The A List
It made little sense on the face of it. Enid Borden had spent more than 20 years as the president and CEO of the Meals on Wheels Association of America, which represents organizations that address hunger among senior citizens. But last June she announced she was leaving MOWAA to better focus on that mission.
More specifically, she jumped to MOWAA's charitable foundation, the Meals on Wheels Research Foundation, which has been renamed the National Foundation to End Senior Hunger. The name change wasn't cosmetic for Borden: It underscored her urge to affect broader change. "If I want to end senior hunger, I have to look at the totality of it, not just one piece of it," Borden says. "Meals on Wheels is a great program, but it's just one piece."
In her new role, she serves as a spokesperson more for the cause than for MOWAA members; in early August she visited the White House to make her case to the administration and collaborate with other anti-hunger organizations.
The key for Borden—and the lesson for association executives—was recognizing when your current job isn't as fulfilling as it ought to be. "I saw that the numbers of hungry people were growing, so being content was being somewhat lackadaisical," she says. "And that's not leadership."
Having made her decision, Borden made a point not to linger at MOWAA: In June, she told the board she was leaving, and she was gone by August.
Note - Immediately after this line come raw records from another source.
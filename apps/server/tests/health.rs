use axum::{body::Body, http::Request};
use stocktracker_server::{api::app_router, build_state, config::Config};
use tempfile::tempdir;
use tower::ServiceExt;

#[tokio::test]
async fn healthz_works() {
    let tmp = tempdir().unwrap();
    std::env::set_var("ST_DB_PATH", tmp.path().join("test.db"));
    let config = Config::from_env().unwrap();
    let state = build_state(&config).await.unwrap();
    let app = app_router(state, &config);

    let response = app
        .oneshot(Request::builder().uri("/api/v1/healthz").body(Body::empty()).unwrap())
        .await
        .unwrap();
    assert_eq!(response.status(), 200);
}
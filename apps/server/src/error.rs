use axum::{
    http::{header, HeaderValue, StatusCode},
    response::{IntoResponse, Response},
    Json,
};
use serde::Serialize;
use stocktracker_core::errors::Error as CoreError;
use stocktracker_core::market_data::FetchOutcome;
use stocktracker_market_data::errors::wait_secs;
use stocktracker_market_data::{ErrorCategory, MarketDataError};
use thiserror::Error;

#[derive(Error, Debug)]
pub enum ApiError {
    #[error("{0}")]
    Core(#[from] CoreError),
    /// A pipeline failure for a specific symbol; rendered with its user-facing message.
    #[error("{error}")]
    Fetch { symbol: String, error: CoreError },
    #[error("{0}")]
    BadRequest(String),
    // Surface the underlying error message to help debugging during development
    #[error("{0}")]
    Anyhow(#[from] anyhow::Error),
}

impl ApiError {
    pub fn fetch(symbol: &str, error: CoreError) -> Self {
        ApiError::Fetch {
            symbol: symbol.to_string(),
            error,
        }
    }
}

#[derive(Serialize)]
struct ErrorBody {
    code: u16,
    #[serde(skip_serializing_if = "Option::is_none")]
    category: Option<ErrorCategory>,
    message: String,
}

fn core_status(error: &CoreError) -> StatusCode {
    match error {
        CoreError::Validation(_) => StatusCode::BAD_REQUEST,
        CoreError::MarketData(e) => match e.category() {
            ErrorCategory::RateLimitWait => StatusCode::TOO_MANY_REQUESTS,
            ErrorCategory::InvalidSymbol | ErrorCategory::NoData => StatusCode::NOT_FOUND,
            ErrorCategory::Generic => match e {
                MarketDataError::PersistenceError(_) => StatusCode::INTERNAL_SERVER_ERROR,
                _ => StatusCode::BAD_GATEWAY,
            },
        },
        CoreError::Database(_) | CoreError::Unexpected(_) => StatusCode::INTERNAL_SERVER_ERROR,
    }
}

fn retry_after(error: &CoreError) -> Option<HeaderValue> {
    match error {
        CoreError::MarketData(MarketDataError::LocalRateLimitExceeded { retry_after }) => {
            HeaderValue::from_str(&wait_secs(*retry_after).to_string()).ok()
        }
        _ => None,
    }
}

impl IntoResponse for ApiError {
    fn into_response(self) -> Response {
        let (status, category, message, retry) = match &self {
            ApiError::Core(e) => (
                core_status(e),
                Some(e.category()),
                e.to_string(),
                retry_after(e),
            ),
            ApiError::Fetch { symbol, error } => {
                let (category, message) = match FetchOutcome::failed(symbol, error) {
                    FetchOutcome::Failed { category, message } => (Some(category), message),
                    _ => (None, error.to_string()),
                };
                (core_status(error), category, message, retry_after(error))
            }
            ApiError::BadRequest(reason) => (StatusCode::BAD_REQUEST, None, reason.clone(), None),
            ApiError::Anyhow(_) => (
                StatusCode::INTERNAL_SERVER_ERROR,
                None,
                self.to_string(),
                None,
            ),
        };

        if status.is_server_error() {
            tracing::error!("Request failed: {}", self);
        }

        let body = Json(ErrorBody {
            code: status.as_u16(),
            category,
            message,
        });
        let mut response = (status, body).into_response();
        if let Some(value) = retry {
            response.headers_mut().insert(header::RETRY_AFTER, value);
        }
        response
    }
}

pub type ApiResult<T> = Result<T, ApiError>;
//! Storage-specific error types for SQLite operations.
//!
//! This module provides error types that wrap Diesel-specific errors and convert
//! them to the database-agnostic error types defined in `stocktracker_core`.

use diesel::result::Error as DieselError;
use stocktracker_core::errors::{DatabaseError, Error};
use thiserror::Error;

/// Storage-specific errors that wrap Diesel and r2d2 types.
///
/// These errors are internal to the storage layer and are converted to
/// `stocktracker_core::Error` before being returned to callers.
#[derive(Error, Debug)]
pub enum StorageError {
    #[error("Database connection failed: {0}")]
    ConnectionFailed(#[from] diesel::ConnectionError),

    #[error("Connection pool error: {0}")]
    PoolError(#[from] r2d2::Error),

    #[error("Query execution failed: {0}")]
    QueryFailed(#[from] DieselError),

    #[error("Migration failed: {0}")]
    MigrationFailed(String),

    #[error("Writer unavailable: {0}")]
    WriterUnavailable(String),

    #[error("Core error: {0}")]
    CoreError(String),
}

/// Convert core Error to StorageError (for the writer transaction wrapper)
impl From<Error> for StorageError {
    fn from(err: Error) -> Self {
        StorageError::CoreError(err.to_string())
    }
}

impl From<StorageError> for Error {
    fn from(err: StorageError) -> Self {
        match err {
            StorageError::ConnectionFailed(e) => {
                Error::Database(DatabaseError::ConnectionFailed(e.to_string()))
            }
            StorageError::PoolError(e) => {
                Error::Database(DatabaseError::PoolCreationFailed(e.to_string()))
            }
            StorageError::QueryFailed(DieselError::NotFound) => {
                Error::Database(DatabaseError::NotFound("Record not found".to_string()))
            }
            StorageError::QueryFailed(e) => {
                Error::Database(DatabaseError::QueryFailed(e.to_string()))
            }
            StorageError::MigrationFailed(e) => Error::Database(DatabaseError::MigrationFailed(e)),
            StorageError::WriterUnavailable(e) => {
                Error::Database(DatabaseError::ConnectionFailed(e))
            }
            // Already a stringified core error
            StorageError::CoreError(e) => Error::Database(DatabaseError::Internal(e)),
        }
    }
}

/// Extension trait for easily converting Diesel Results to core Results.
///
/// This provides a `.into_core()` method on any `Result<T, diesel::result::Error>`
/// which handles the conversion through StorageError.
pub trait IntoCore<T> {
    fn into_core(self) -> stocktracker_core::Result<T>;
}

impl<T> IntoCore<T> for std::result::Result<T, DieselError> {
    fn into_core(self) -> stocktracker_core::Result<T> {
        self.map_err(|e| StorageError::from(e).into())
    }
}

impl<T> IntoCore<T> for std::result::Result<T, r2d2::Error> {
    fn into_core(self) -> stocktracker_core::Result<T> {
        self.map_err(|e| StorageError::from(e).into())
    }
}

impl<T> IntoCore<T> for std::result::Result<T, diesel::ConnectionError> {
    fn into_core(self) -> stocktracker_core::Result<T> {
        self.map_err(|e| StorageError::from(e).into())
    }
}
use std::collections::VecDeque;
use std::sync::{Mutex, MutexGuard};

use log::warn;

use stocktracker_market_data::Symbol;

use super::market_data_constants::SYMBOL_HISTORY_SIZE;

/// Recently loaded symbols, most recent first, without duplicates.
#[derive(Debug)]
pub struct SymbolHistory {
    entries: Mutex<VecDeque<Symbol>>,
    capacity: usize,
}

impl SymbolHistory {
    pub fn new() -> Self {
        Self::with_capacity(SYMBOL_HISTORY_SIZE)
    }

    pub fn with_capacity(capacity: usize) -> Self {
        Self {
            entries: Mutex::new(VecDeque::with_capacity(capacity)),
            capacity,
        }
    }

    fn lock_entries(&self) -> MutexGuard<'_, VecDeque<Symbol>> {
        self.entries.lock().unwrap_or_else(|poisoned| {
            warn!("Symbol history mutex was poisoned, recovering");
            poisoned.into_inner()
        })
    }

    /// Move `symbol` to the front, dropping the oldest entry past capacity.
    pub fn record(&self, symbol: &Symbol) {
        let mut entries = self.lock_entries();
        entries.retain(|s| s != symbol);
        entries.push_front(symbol.clone());
        entries.truncate(self.capacity);
    }

    pub fn remove(&self, symbol: &Symbol) {
        self.lock_entries().retain(|s| s != symbol);
    }

    pub fn symbols(&self) -> Vec<Symbol> {
        self.lock_entries().iter().cloned().collect()
    }
}

impl Default for SymbolHistory {
    fn default() -> Self {
        Self::new()
    }
}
She also made a point to taper off her interactions with Larry J. Tomayko, MOWAA's interim CEO. "I want this organization to be the organization that Enid left it with," he says.
Still, Borden also wants to leave it free to evolve without her input. "[Larry] will always be my friend, I adore my staff that I left, and I will always be there for them, but they're little sparrows now, they have to go fly on their own."